En Russie, la répression de l’opposition prend un nouveau tournant avec le harcèlement judiciaire visant l’opposant en exil Ilia Iachine et sa famille. Condamné fin 2022 pour avoir dénoncé les crimes de guerre à Boutcha en Ukraine, ce militant libéral avait pu quitter le pays l’année dernière dans le cadre d’un vaste échange de prisonniers. Mais le répit aura été de courte durée.
Perquisition et interrogatoire pour les parents de Iachine
Jeudi, la police russe a effectué une perquisition au domicile des parents d’Ilia Iachine, avant de les soumettre à un interrogatoire. Ces derniers sont visés pour leur lien avec une nouvelle affaire pénale ouverte en décembre contre leur fils, accusé de ne pas s’être déclaré « agent de l’étranger ». Un qualificatif lourd de menaces dans un pays où la dissidence est traquée.
Iachine a ironisé sur cette procédure, demandant sur les réseaux sociaux si les services de sécurité ignoraient où ils l’avaient « eux-mêmes expulsé ». Actuellement réfugié en Allemagne, il reste impliqué dans l’opposition russe en exil, n’hésitant pas à manifester encore en novembre à Berlin contre la guerre en Ukraine et le régime de Vladimir Poutine.
Étouffement de toute contestation
Loin d’être un cas isolé, cette pression sur l’entourage d’Ilia Iachine illustre la volonté du Kremlin d’étouffer toute velléité de contestation, au pays comme à l’étranger. L’un des rares opposants encore présents en Russie, Lev Chlosberg, vient ainsi d’être inculpé pour non-respect des contraintes liées à son statut d' »agent de l’étranger ». Assigné à résidence dans l’attente de son procès, le militant Konstantin Kotov a quant à lui choisi de fuir clandestinement le pays.

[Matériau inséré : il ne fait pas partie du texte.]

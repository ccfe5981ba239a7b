//! Logging estructurado con `tracing-subscriber`.

use tracing_subscriber::{fmt, layer::SubscriberExt, util::SubscriberInitExt, EnvFilter};

/// Instala el subscriber global. Prioridad: `RUST_LOG` > `log_level`.
/// Llamadas repetidas no fallan (útil en tests).
pub fn init(log_level: &str) {
    let default_filter = format!("{},gradeshift={}", log_level, log_level);
    let env_filter = EnvFilter::try_from_default_env().unwrap_or_else(|_| EnvFilter::new(&default_filter));

    tracing_subscriber::registry()
        .with(env_filter)
        .with(fmt::layer().with_target(false))
        .try_init()
        .ok();
}
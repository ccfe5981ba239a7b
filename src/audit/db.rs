use rusqlite::Connection;
use std::error::Error;
use std::fs;
use std::path::Path;

/// Abre (o crea) la base de auditoría en `path`, creando el directorio si
/// hace falta, y asegura el esquema.
pub fn open_audit_db<P: AsRef<Path>>(path: P) -> Result<Connection, Box<dyn Error>> {
    let path = path.as_ref();
    if let Some(dir) = path.parent() {
        if !dir.as_os_str().is_empty() && !dir.exists() {
            fs::create_dir_all(dir)?;
        }
    }
    let conn = Connection::open(path)?;
    init_db(&conn)?;
    Ok(conn)
}

/// Initialize the audit schema on an open connection.
pub fn init_db(conn: &Connection) -> Result<(), rusqlite::Error> {
    conn.execute(
        "CREATE TABLE IF NOT EXISTS runs (
            id INTEGER PRIMARY KEY AUTOINCREMENT,
            ts TEXT NOT NULL,
            duration_ms REAL NOT NULL,
            status TEXT NOT NULL,
            selected_count INTEGER NOT NULL,
            objective REAL
        )",
        [],
    )?;
    Ok(())
}
// --- Grade Inteligente - servidor de optimización ---

use gradeshift::config::ServerConfig;
use gradeshift::run_server;
use tracing::info;

#[tokio::main]
async fn main() -> std::io::Result<()> {
    let config = ServerConfig::from_env();
    gradeshift::telemetry::init(&config.log_level);
    info!("=== Gerador de Grade Horária (API) ===");
    info!("catálogo: {}", config.catalog_path.display());
    run_server(config).await
}
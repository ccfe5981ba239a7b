//! Carga del catálogo de cursos desde disco.
//!
//! Submódulos:
//! - `io`: helpers de calamine (celdas -> String, encabezados normalizados)
//! - `sheet`: mapeo de columnas de la planilla a `Course`

mod io;
mod sheet;

pub use io::{normalize_header, read_sheet_rows};
pub use sheet::catalog_from_rows;

use crate::models::Catalog;
use std::path::Path;
use thiserror::Error;
use tracing::info;

#[derive(Debug, Error)]
pub enum CatalogError {
    #[error("catalog is empty (no header row)")]
    Empty,
    #[error("catalog has no '{0}' column")]
    MissingColumn(&'static str),
    #[error("failed to read catalog file: {0}")]
    Read(String),
    #[error("invalid catalog JSON: {0}")]
    Json(#[from] serde_json::Error),
}

/// Carga un catálogo. `.json` se lee con serde; cualquier otra extensión se
/// abre como planilla (xlsx/xls/ods) con calamine.
pub fn load_catalog<P: AsRef<Path>>(path: P, sheet: Option<&str>) -> Result<Catalog, CatalogError> {
    let path = path.as_ref();
    let is_json = path
        .extension()
        .and_then(|e| e.to_str())
        .map(|e| e.eq_ignore_ascii_case("json"))
        .unwrap_or(false);

    let catalog = if is_json {
        let text = std::fs::read_to_string(path).map_err(|e| CatalogError::Read(format!("{}: {}", path.display(), e)))?;
        let mut catalog = serde_json::from_str::<Catalog>(&text)?;
        catalog.fill_missing_ids();
        catalog
    } else {
        let rows = read_sheet_rows(path, sheet).map_err(|e| CatalogError::Read(format!("{}: {}", path.display(), e)))?;
        catalog_from_rows(&rows)?
    };

    info!("catálogo cargado desde {}: {} cursos", path.display(), catalog.len());
    Ok(catalog)
}
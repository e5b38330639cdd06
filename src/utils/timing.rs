use std::time::Duration;
use log::debug;

/// Running average of a repeated measurement (decode latency).
#[derive(Debug, Clone)]
pub struct TimingStats {
    pub name: String,
    pub total_time: Duration,
    pub max_time: Duration,
    pub count: u32,
}

impl TimingStats {
    pub fn new(name: &str) -> Self {
        Self {
            name: name.to_string(),
            total_time: Duration::from_secs(0),
            max_time: Duration::from_secs(0),
            count: 0,
        }
    }

    pub fn add_measurement(&mut self, duration: Duration) {
        self.total_time += duration;
        self.max_time = self.max_time.max(duration);
        self.count += 1;

        debug!("{} - Current: {:.2}ms, Avg: {:.2}ms, Count: {}",
            self.name,
            duration.as_secs_f64() * 1000.0,
            self.average_ms(),
            self.count
        );
    }

    pub fn average_ms(&self) -> f64 {
        if self.count == 0 {
            0.0
        } else {
            (self.total_time.as_secs_f64() * 1000.0) / self.count as f64
        }
    }
}
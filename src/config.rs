use std::path::PathBuf;
use std::time::Duration;
use once_cell::sync::Lazy;
use crate::settings::UserSettings;

// Default values for configuration
// These serve as fallback values and can be used for "reset to defaults" functionality
pub const DEFAULT_CACHE_SIZE: usize = 16;
pub const DEFAULT_PRELOAD_LOOKAHEAD: usize = 2;
pub const DEFAULT_NEIGHBOR_PREFETCH_DELAY_MS: u64 = 80;
pub const DEFAULT_HERO_WARM_TIMEOUT_MS: u64 = 1500;
pub const DEFAULT_WARM_TIMEOUT_MS: u64 = 900;
pub const DEFAULT_ASSET_ROOT: &str = ".";

#[derive(Debug, Clone, PartialEq)]
pub struct Config {
    pub cache_size: usize,                  // Decoded images remembered by the image cache
    pub preload_lookahead: usize,           // Low-priority prefetch hints after the anchor image
    pub neighbor_prefetch_delay: Duration,  // Delay before warming the slide two ahead
    pub hero_warm_timeout: Duration,        // Bounded wait for the first image on card open
    pub warm_timeout: Duration,             // Default bounded wait for a preload
    pub asset_root: PathBuf,                // Directory image references are resolved against
    pub cards_path: Option<PathBuf>,        // Card file, built-in cards when unset
    pub decode_images: bool,                // false: a finished fetch counts as decoded
}

impl Config {
    pub fn from_settings(settings: &UserSettings) -> Self {
        Self {
            cache_size: settings.cache_size,
            preload_lookahead: settings.preload_lookahead,
            neighbor_prefetch_delay: Duration::from_millis(settings.neighbor_prefetch_delay_ms),
            hero_warm_timeout: Duration::from_millis(settings.hero_warm_timeout_ms),
            warm_timeout: Duration::from_millis(settings.warm_timeout_ms),
            asset_root: PathBuf::from(&settings.asset_root),
            cards_path: settings.cards_path.as_ref().map(PathBuf::from),
            decode_images: settings.decode_images,
        }
    }
}

impl Default for Config {
    fn default() -> Self {
        Self::from_settings(&UserSettings::default())
    }
}

pub static CONFIG: Lazy<Config> = Lazy::new(|| {
    // Load settings from YAML file
    let settings = UserSettings::load(None);
    Config::from_settings(&settings)
});

#[cfg(test)]
mod tests {
    use super::*;

    #[test]
    fn test_default_config_matches_constants() {
        let config = Config::default();
        assert_eq!(config.cache_size, DEFAULT_CACHE_SIZE);
        assert_eq!(config.preload_lookahead, DEFAULT_PRELOAD_LOOKAHEAD);
        assert_eq!(config.neighbor_prefetch_delay, Duration::from_millis(80));
        assert_eq!(config.hero_warm_timeout, Duration::from_millis(1500));
        assert_eq!(config.warm_timeout, Duration::from_millis(900));
        assert_eq!(config.cards_path, None);
        assert!(config.decode_images);
    }
}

J’ai compris que jouer à la roulette avec le tribunal et l’enquête n’avait absolument aucun sens.
– Konstantin Kotov au média indépendant Mediazona
Intensification de la répression depuis l’invasion de l’Ukraine
Déjà considérable avant le conflit, la répression contre les voix critiques du pouvoir s’est intensifiée depuis l’invasion de l’Ukraine en février 2022. Avec une escalade des peines, le renforcement de l’arsenal législatif liberticide et la multiplication des procédures judiciaires. La condamnation d’Ilia Iachine à 8 ans et demi de prison pour « diffusion de fausses informations » sur l’armée russe en est emblématique.
Son tort ? Avoir relayé sur les réseaux sociaux les révélations sur les exactions russes commises dans la ville ukrainienne de Boutcha près de Kiev. Des crimes de guerre documentés et condamnés par la communauté internationale, mais que Moscou persiste à nier en toute mauvaise foi. Dans ce contexte, évoquer ne serait-ce que l’existence de ces atrocités est devenu un délit passible de lourdes sanctions.
Une opposition muselée mais tenace
Malgré ce climat d’oppression, l’opposition russe tente de ne pas renoncer. Même en exil forcé, beaucoup comme Ilia Iachine refusent de se taire. Au péril de leur liberté et au prix de l’acharnement contre leurs proches restés au pays. Le dernier exemple en date d’une résistance héroïque face à un régime de plus en plus autoritaire, qui n’admet plus aucune voix dissonante sur son territoire comme en dehors de ses frontières.
Cette situation critique pour les droits humains suscite l’indignation des défenseurs des libertés à travers le monde. Plusieurs ONG et gouvernements ont appelé Moscou à cesser sa politique de harcèlement judiciaire contre les opposants et leurs familles. Mais dans une Russie de plus en plus isolée et repliée sur elle-même, ces appels risquent fort de rester lettre morte. À l’image du sort réservé à toute contestation dans ce pays où la démocratie n’est plus qu’un vain mot.